Objectives: The present study investigated the alternate route of delivery to avoid first pass metabolism and to increase bioavailability by nanosized Liposomes (LP) with Microneedles (MNs) Assistance for the Delivery of Atorvastatin (AVT), a HMG CoA reductase inhibitor in which the role of commercial Epyz derma Roller (poke and patch) MN arrays containing 540 Titanium Microneedles (MNs) with dissimilar micro-needle lengths (0.25, 0.5, 1.5, 2.5 mm) in improving the in vitro permeation of AVT-LP over pig ear skin was evaluated.
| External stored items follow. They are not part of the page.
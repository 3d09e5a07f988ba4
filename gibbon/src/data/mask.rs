/*
 * Created on Wed Jan 10 2024
 *
 * This file is a part of Gibbon
 * Gibbon is a free and open-source authorization engine written by
 * Sayan Nandan ("the Author") that stores users, groups and permissions
 * in a transactional document store and encodes set membership as
 * fixed-length bitmasks, trading a little write amplification for
 * single-read permission checks.
 *
 * Copyright (c) 2024, Sayan Nandan <ohsayan@outlook.com>
 *
 * This program is free software: you can redistribute it and/or modify
 * it under the terms of the GNU Affero General Public License as published by
 * the Free Software Foundation, either version 3 of the License, or
 * (at your option) any later version.
 *
 * This program is distributed in the hope that it will be useful,
 * but WITHOUT ANY WARRANTY; without even the implied warranty of
 * MERCHANTABILITY or FITNESS FOR A PARTICULAR PURPOSE. See the
 * GNU Affero General Public License for more details.
 *
 * You should have received a copy of the GNU Affero General Public License
 * along with this program. If not, see <https://www.gnu.org/licenses/>.
 *
*/

use {
    crate::error::{GibbonError, GibbonResult},
    core::fmt,
};

/// A fixed-length byte buffer addressing 1-based bit positions `1..=8·len`.
///
/// Position 1 is the most significant bit of byte 0, position 8 the least
/// significant bit of byte 0, position 9 the most significant bit of byte 1,
/// and so on. This layout is the wire format: the raw bytes returned by
/// [`Mask::as_bytes`] are what the store persists, so it must never change.
///
/// The buffer is owned and never shared with a stored row: [`Mask::decode`]
/// copies on the way in and [`Mask::to_bytes`] copies on the way out.
#[derive(Clone, PartialEq, Eq, Hash)]
pub struct Mask {
    data: Box<[u8]>,
}

impl Mask {
    /// New all-zero mask of the given byte length. The engine always calls
    /// this with a validated universe length; public callers go through
    /// [`Mask::try_zeroed`].
    pub(crate) fn zeroed(len: usize) -> Self {
        debug_assert_ne!(len, 0, "universe lengths are validated at the boundary");
        Self {
            data: vec![0u8; len].into_boxed_slice(),
        }
    }
    /// New all-zero mask of the given byte length (`len >= 1`)
    pub fn try_zeroed(len: usize) -> GibbonResult<Self> {
        if len == 0 {
            return Err(GibbonError::ZeroLength);
        }
        Ok(Self::zeroed(len))
    }
    /// Wrap a copy of existing raw bytes; the byte length is `bytes.len()`
    pub fn decode(bytes: &[u8]) -> Self {
        Self { data: bytes.into() }
    }
    /// The byte length of this mask
    pub fn len(&self) -> usize {
        self.data.len()
    }
    /// The highest addressable position (`8·len`)
    pub fn bit_capacity(&self) -> u64 {
        (self.data.len() as u64) * 8
    }
    /// Borrow the raw contents
    pub fn as_bytes(&self) -> &[u8] {
        &self.data
    }
    /// Copy out the raw contents
    pub fn to_bytes(&self) -> Vec<u8> {
        self.data.to_vec()
    }
    /// true iff no position is set
    pub fn is_zero(&self) -> bool {
        self.data.iter().all(|b| *b == 0)
    }
}

impl Mask {
    /// byte index and bit-within-byte for a *validated* position
    fn locate(position: u64) -> (usize, u8) {
        let idx = (position - 1) as usize;
        (idx >> 3, 0x80 >> (idx & 7))
    }
    fn check(&self, position: u64) -> GibbonResult<(usize, u8)> {
        if position == 0 || position > self.bit_capacity() {
            return Err(GibbonError::PositionRange {
                position,
                limit: self.bit_capacity(),
            });
        }
        Ok(Self::locate(position))
    }
    /// Set a position. Idempotent.
    pub fn set(&mut self, position: u64) -> GibbonResult<&mut Self> {
        let (byte, bit) = self.check(position)?;
        self.data[byte] |= bit;
        Ok(self)
    }
    /// Clear a position. Idempotent.
    pub fn unset(&mut self, position: u64) -> GibbonResult<&mut Self> {
        let (byte, bit) = self.check(position)?;
        self.data[byte] &= !bit;
        Ok(self)
    }
    /// true iff the position's bit is set
    pub fn is_set(&self, position: u64) -> GibbonResult<bool> {
        let (byte, bit) = self.check(position)?;
        Ok(self.data[byte] & bit != 0)
    }
    /// Set every listed position. All positions are validated before the
    /// first bit is flipped, so a range failure leaves the mask untouched.
    pub fn set_all(&mut self, positions: &[u64]) -> GibbonResult<&mut Self> {
        for p in positions {
            let _ = self.check(*p)?;
        }
        for p in positions {
            let (byte, bit) = Self::locate(*p);
            self.data[byte] |= bit;
        }
        Ok(self)
    }
    /// Clear every listed position; validation as in [`Mask::set_all`]
    pub fn unset_all(&mut self, positions: &[u64]) -> GibbonResult<&mut Self> {
        for p in positions {
            let _ = self.check(*p)?;
        }
        for p in positions {
            let (byte, bit) = Self::locate(*p);
            self.data[byte] &= !bit;
        }
        Ok(self)
    }
    /// Bitwise OR of `other` into `self` over the shorter of the two lengths
    pub fn merge(&mut self, other: &Mask) -> &mut Self {
        self.data
            .iter_mut()
            .zip(other.data.iter())
            .for_each(|(a, b)| *a |= *b);
        self
    }
    /// Bitwise AND-NOT: clear every bit of `self` that is set in `other`
    pub fn subtract(&mut self, other: &Mask) -> &mut Self {
        self.data
            .iter_mut()
            .zip(other.data.iter())
            .for_each(|(a, b)| *a &= !*b);
        self
    }
    /// Bitwise AND. Bytes of `self` past `other`'s length intersect with
    /// nothing and are zeroed.
    pub fn intersect(&mut self, other: &Mask) -> &mut Self {
        let common = self.data.len().min(other.data.len());
        self.data[..common]
            .iter_mut()
            .zip(other.data.iter())
            .for_each(|(a, b)| *a &= *b);
        self.data[common..].iter_mut().for_each(|b| *b = 0);
        self
    }
    /// true iff any listed position is set
    pub fn has_any(&self, positions: &[u64]) -> GibbonResult<bool> {
        for p in positions {
            if self.is_set(*p)? {
                return Ok(true);
            }
        }
        Ok(false)
    }
    /// true iff every listed position is set
    pub fn has_all(&self, positions: &[u64]) -> GibbonResult<bool> {
        for p in positions {
            if !self.is_set(*p)? {
                return Ok(false);
            }
        }
        Ok(true)
    }
    /// true iff `self` and `other` share at least one set bit
    pub fn intersects(&self, other: &Mask) -> bool {
        self.data
            .iter()
            .zip(other.data.iter())
            .any(|(a, b)| a & b != 0)
    }
    /// true iff every bit set in `other` is also set in `self`
    pub fn contains(&self, other: &Mask) -> bool {
        other.data.iter().enumerate().all(|(i, o)| {
            let s = self.data.get(i).copied().unwrap_or(0);
            s & o == *o
        })
    }
    /// All set positions, ascending
    pub fn positions(&self) -> Vec<u64> {
        let mut out = Vec::new();
        for (i, byte) in self.data.iter().enumerate() {
            if *byte == 0 {
                continue;
            }
            for j in 0u64..8 {
                if byte & (0x80 >> j) != 0 {
                    out.push((i as u64) * 8 + j + 1);
                }
            }
        }
        out
    }
    /// A copy with the given byte length: zero-padded on the high side when
    /// growing, truncated when shrinking
    pub fn resized(&self, new_len: usize) -> Mask {
        let mut data = vec![0u8; new_len];
        let common = new_len.min(self.data.len());
        data[..common].copy_from_slice(&self.data[..common]);
        Mask {
            data: data.into_boxed_slice(),
        }
    }
}

impl fmt::Debug for Mask {
    fn fmt(&self, f: &mut fmt::Formatter<'_>) -> fmt::Result {
        write!(f, "Mask<{}B>{{", self.data.len())?;
        for byte in self.data.iter() {
            write!(f, "{byte:02x}")?;
        }
        write!(f, "}}")
    }
}

/// Anything the facade accepts where a mask is expected: a ready mask, raw
/// stored bytes, or a list of 1-based positions. [`MaskSource::ensure`]
/// normalizes all three to a mask of the model's configured byte length.
#[derive(Debug, Clone)]
pub enum MaskSource {
    Mask(Mask),
    Bytes(Vec<u8>),
    Positions(Vec<u64>),
}

impl MaskSource {
    /// Produce a mask of exactly `len` bytes:
    /// - a mask of the right length passes through untouched
    /// - a mask or raw bytes of a different length is merged into a fresh
    ///   zero mask, silently dropping bits past `8·len`
    /// - positions are validated against `[1, 8·len]`
    pub fn ensure(self, len: usize) -> GibbonResult<Mask> {
        match self {
            Self::Mask(m) if m.len() == len => Ok(m),
            Self::Mask(m) => {
                let mut fit = Mask::try_zeroed(len)?;
                fit.merge(&m);
                Ok(fit)
            }
            Self::Bytes(b) => {
                let mut fit = Mask::try_zeroed(len)?;
                fit.merge(&Mask::decode(&b));
                Ok(fit)
            }
            Self::Positions(ps) => {
                let mut fit = Mask::try_zeroed(len)?;
                fit.set_all(&ps)?;
                Ok(fit)
            }
        }
    }
}

direct_from! {
    MaskSource => {
        Mask as Mask,
        Vec<u8> as Bytes,
        Vec<u64> as Positions,
    }
}

impl From<&Mask> for MaskSource {
    fn from(m: &Mask) -> Self {
        Self::Mask(m.clone())
    }
}

impl From<&[u8]> for MaskSource {
    fn from(b: &[u8]) -> Self {
        Self::Bytes(b.to_vec())
    }
}

impl From<&[u64]> for MaskSource {
    fn from(p: &[u64]) -> Self {
        Self::Positions(p.to_vec())
    }
}

impl<const N: usize> From<[u64; N]> for MaskSource {
    fn from(p: [u64; N]) -> Self {
        Self::Positions(p.to_vec())
    }
}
Materials and Methods: AVT-LP were formulated and optimized using four methods and evaluated for microscopy, % drug entrapment efficiency, drug-excipient compatibility studies, In vitro drug release studies, In vitro skin permeation studies. Formulation F4 prepared by thin film hydration method with egg lecithin: cholesterol ratio 1:2, found to be having 92.219±0.965 drug entrapment efficiency and 92.53±0.621 drug release within 24 hr with significant physical and chemical stability. The optimized AVT-LP formulation F4 was prepared into a transdermal patch and using Franz diffusion cells, in vitro skin permeation studies were evaluated for a period of 24 hr. Results and Discussion: The optimized AVT-LP, were <100 nm in diameter and showed an ordered state of good lamellarity. From the dermatokinetic study it was noticeable that the delivery of MN assisted AVT into the excised porcine skin was significantly higher (p<0.05) with cumulative % drug permeation of 90.13±0.231 for 2.5 mm MNs than that from AVT-LP patch without the help of MNs. Conclusion: Nanosized MN assisted AVT-LP could avoid oral route first pass metabolism and increase bioavailability.